**** RECORDS SHOWN ****
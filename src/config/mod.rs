//! Configuration module for Schedule Scout
//!
//! This module handles loading, parsing, and validating TOML configuration files.
//!
//! # Example
//!
//! ```no_run
//! use schedule_scout::config::load_config;
//! use std::path::Path;
//!
//! let config = load_config(Path::new("scout.toml")).unwrap();
//! println!("Page budget per site: {}", config.crawler.max_pages_per_site);
//! ```

mod parser;
mod types;
mod validation;

// Re-export types
pub use types::{
    AiConfig, BreakerOverride, BreakerScope, BrowserConfig, Config, CrawlerConfig,
    ExtractionConfig, KeywordConfig, OutputConfig, PolitenessConfig, ScoringConfig, SiteEntry,
    UserAgentConfig,
};

// Re-export parser functions
pub use parser::{compute_config_hash, load_config, load_config_with_hash, parse_config};
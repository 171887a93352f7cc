//! Rolling error history per extraction method
//!
//! Keeps the most recent errors across all methods and decides when a
//! method has failed often enough, with one class of error, that it should
//! be skipped outright.

use crate::extraction::ExtractionMethod;
use std::collections::VecDeque;
use std::time::Duration;

/// Number of recent errors remembered
pub const HISTORY_WINDOW: usize = 20;

const MAX_BACKOFF: Duration = Duration::from_secs(10);

/// Coarse error classification used for skip and backoff decisions
#[derive(Debug, Clone, Copy, PartialEq, Eq, Hash)]
pub enum ErrorClass {
    Timeout,
    Network,
    RateLimited,
    Parse,
    Blocked,
    Other,
}

impl ErrorClass {
    fn base_delay(&self) -> Duration {
        match self {
            Self::Timeout => Duration::from_secs(2),
            Self::Network => Duration::from_secs(1),
            Self::RateLimited => Duration::from_secs(5),
            Self::Parse => Duration::from_millis(500),
            Self::Blocked => Duration::from_secs(5),
            Self::Other => Duration::from_secs(1),
        }
    }
}

/// Failures of one class a method may accumulate before it is skipped.
///
/// AI analysis is slow and costly, and a backend that times out or rate
/// limits rarely recovers within a run. The local methods are cheap.
pub fn skip_threshold(method: ExtractionMethod, class: ErrorClass) -> usize {
    match (method, class) {
        (ExtractionMethod::Ai, ErrorClass::Timeout | ErrorClass::RateLimited) => 2,
        (ExtractionMethod::Ai, _) => 3,
        (ExtractionMethod::Keyword, _) => 4,
        (ExtractionMethod::Legacy, _) | (ExtractionMethod::None, _) => 5,
    }
}

/// Backoff before retry `attempt` (0-based) for an error class:
/// `base × 1.5^attempt` plus up to 10% jitter, capped at 10s
pub fn backoff_delay(class: ErrorClass, attempt: u32) -> Duration {
    let base = class.base_delay().mul_f64(1.5f64.powi(attempt as i32));
    let jittered = base + base.mul_f64(fastrand::f64() * 0.1);
    jittered.min(MAX_BACKOFF)
}

#[derive(Debug, Default)]
pub struct MethodErrorHistory {
    entries: VecDeque<(ExtractionMethod, ErrorClass)>,
}

impl MethodErrorHistory {
    pub fn new() -> Self {
        Self::default()
    }

    /// Remembers an error, evicting the oldest once the window is full
    pub fn record_error(&mut self, method: ExtractionMethod, class: ErrorClass) {
        if self.entries.len() == HISTORY_WINDOW {
            self.entries.pop_front();
        }
        self.entries.push_back((method, class));
    }

    /// A success clears the method's recorded errors
    pub fn record_success(&mut self, method: ExtractionMethod) {
        self.entries.retain(|(m, _)| *m != method);
    }

    pub fn failures(&self, method: ExtractionMethod, class: ErrorClass) -> usize {
        self.entries
            .iter()
            .filter(|(m, c)| *m == method && *c == class)
            .count()
    }

    /// True once any single error class exceeds the method's threshold
    pub fn should_skip(&self, method: ExtractionMethod) -> bool {
        [
            ErrorClass::Timeout,
            ErrorClass::Network,
            ErrorClass::RateLimited,
            ErrorClass::Parse,
            ErrorClass::Blocked,
            ErrorClass::Other,
        ]
        .into_iter()
        .any(|class| self.failures(method, class) > skip_threshold(method, class))
    }

    pub fn len(&self) -> usize {
        self.entries.len()
    }

    pub fn is_empty(&self) -> bool {
        self.entries.is_empty()
    }
}
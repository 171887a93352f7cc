//! Schedule extraction
//!
//! Three stages run in order for each schedule type: AI analysis accepted
//! against an adaptive per-page threshold, keyword-context snippets, and a
//! single-paragraph scan. [`ExtractionChain`] stitches them together and
//! tracks which stages keep failing.

pub mod ai;
mod chain;
pub mod keyword;
pub mod legacy;
pub mod patterns;
pub mod threshold;
mod types;

pub use ai::{AiAnswer, AiBackend, AiError, OpenAiBackend};
pub use chain::ExtractionChain;
pub use keyword::{extract_keyword, keyword_pass};
pub use legacy::extract_legacy;
pub use threshold::{adaptive_threshold, keyword_density};
pub use types::{
    ExtractionMethod, ExtractionOutcome, ExtractionResult, NotFoundReason, ScheduleFinding,
    ScheduleType, NOT_FOUND_TEXT,
};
****
The records above should be repeated word for word.

» **RESPONSE BELOW**:
filename src/config/mod.rs
//! Configuration module for Schedule Scout
//!
//! This module handles loading, parsing, and validating TOML configuration files.
//!
//! # Example
//!
//! ```no_run
//! use schedule_scout::config::load_config;
//! use std::path::Path;
//!
//! let config = load_config(Path::new("scout.toml")).unwrap();
//! println!("Page budget per site: {}", config.crawler.max_pages_per_site);
//! ```

mod parser;
mod types;
mod validation;

// Re-export types
pub use types::{
    AiConfig, BreakerOverride, BreakerScope, BrowserConfig, Config, CrawlerConfig,
    ExtractionConfig, KeywordConfig, OutputConfig, PolitenessConfig, ScoringConfig, SiteEntry,
    UserAgentConfig,
};

// Re-export parser functions
pub use parser::{compute_config_hash, load_config, load_config_with_hash, parse_config};
repository 171887a93352f7cc
//! Rolling error history per extraction method
//!
//! Keeps the most recent errors across all methods and decides when a
//! method has failed often enough, with one class of error, that it should
//! be skipped outright.

use crate::extraction::ExtractionMethod;
use std::collections::VecDeque;
use std::time::Duration;

/// Number of recent errors remembered
pub const HISTORY_WINDOW: usize = 20;

const MAX_BACKOFF: Duration = Duration::from_secs(10);

/// Coarse error classification used for skip and backoff decisions
#[derive(Debug, Clone, Copy, PartialEq, Eq, Hash)]
pub enum ErrorClass {
    Timeout,
    Network,
    RateLimited,
    Parse,
    Blocked,
    Other,
}

impl ErrorClass {
    fn base_delay(&self) -> Duration {
        match self {
            Self::Timeout => Duration::from_secs(2),
            Self::Network => Duration::from_secs(1),
            Self::RateLimited => Duration::from_secs(5),
            Self::Parse => Duration::from_millis(500),
            Self::Blocked => Duration::from_secs(5),
            Self::Other => Duration::from_secs(1),
        }
    }
}

/// Failures of one class a method may accumulate before it is skipped.
///
/// AI analysis is slow and costly, and a backend that times out or rate
/// limits rarely recovers within a run. The local methods are cheap.
pub fn skip_threshold(method: ExtractionMethod, class: ErrorClass) -> usize {
    match (method, class) {
        (ExtractionMethod::Ai, ErrorClass::Timeout | ErrorClass::RateLimited) => 2,
        (ExtractionMethod::Ai, _) => 3,
        (ExtractionMethod::Keyword, _) => 4,
        (ExtractionMethod::Legacy, _) | (ExtractionMethod::None, _) => 5,
    }
}

/// Backoff before retry `attempt` (0-based) for an error class:
/// `base × 1.5^attempt` plus up to 10% jitter, capped at 10s
pub fn backoff_delay(class: ErrorClass, attempt: u32) -> Duration {
    let base = class.base_delay().mul_f64(1.5f64.powi(attempt as i32));
    let jittered = base + base.mul_f64(fastrand::f64() * 0.1);
    jittered.min(MAX_BACKOFF)
}

#[derive(Debug, Default)]
pub struct MethodErrorHistory {
    entries: VecDeque<(ExtractionMethod, ErrorClass)>,
}

impl MethodErrorHistory {
    pub fn new() -> Self {
        Self::default()
    }

    /// Remembers an error, evicting the oldest once the window is full
    pub fn record_error(&mut self, method: ExtractionMethod, class: ErrorClass) {
        if self.entries.len() == HISTORY_WINDOW {
            self.entries.pop_front();
        }
        self.entries.push_back((method, class));
    }

    /// A success clears the method's recorded errors
    pub fn record_success(&mut self, method: ExtractionMethod) {
        self.entries.retain(|(m, _)| *m != method);
    }

    pub fn failures(&self, method: ExtractionMethod, class: ErrorClass) -> usize {
        self.entries
            .iter()
            .filter(|(m, c)| *m == method && *c == class)
            .count()
    }

    /// True once any single error class exceeds the method's threshold
    pub fn should_skip(&self, method: ExtractionMethod) -> bool {
        [
            ErrorClass::Timeout,
            ErrorClass::Network,
            ErrorClass::RateLimited,
            ErrorClass::Parse,
            ErrorClass::Blocked,
            ErrorClass::Other,
        ]
        .into_iter()
        .any(|class| self.failures(method, class) > skip_threshold(method, class))
    }

    pub fn len(&self) -> usize {
        self.entries.len()
    }

    pub fn is_empty(&self) -> bool {
        self.entries.is_empty()
    }
}
repository 171887a93352f7cc
//! Schedule extraction
//!
//! Three stages run in order for each schedule type: AI analysis accepted
//! against an adaptive per-page threshold, keyword-context snippets, and a
//! single-paragraph scan. [`ExtractionChain`] stitches them together and
//! tracks which stages keep failing.

pub mod ai;
mod chain;
pub mod keyword;
pub mod legacy;
pub mod patterns;
pub mod threshold;
mod types;

pub use ai::{AiAnswer, AiBackend, AiError, OpenAiBackend};
pub use chain::ExtractionChain;
pub use keyword::{extract_keyword, keyword_pass};
pub use legacy::extract_legacy;
pub use threshold::{adaptive_threshold, keyword_density};
pub use types::{
    ExtractionMethod, ExtractionOutcome, ExtractionResult, NotFoundReason, ScheduleFinding,
    ScheduleType, NOT_FOUND_TEXT,
};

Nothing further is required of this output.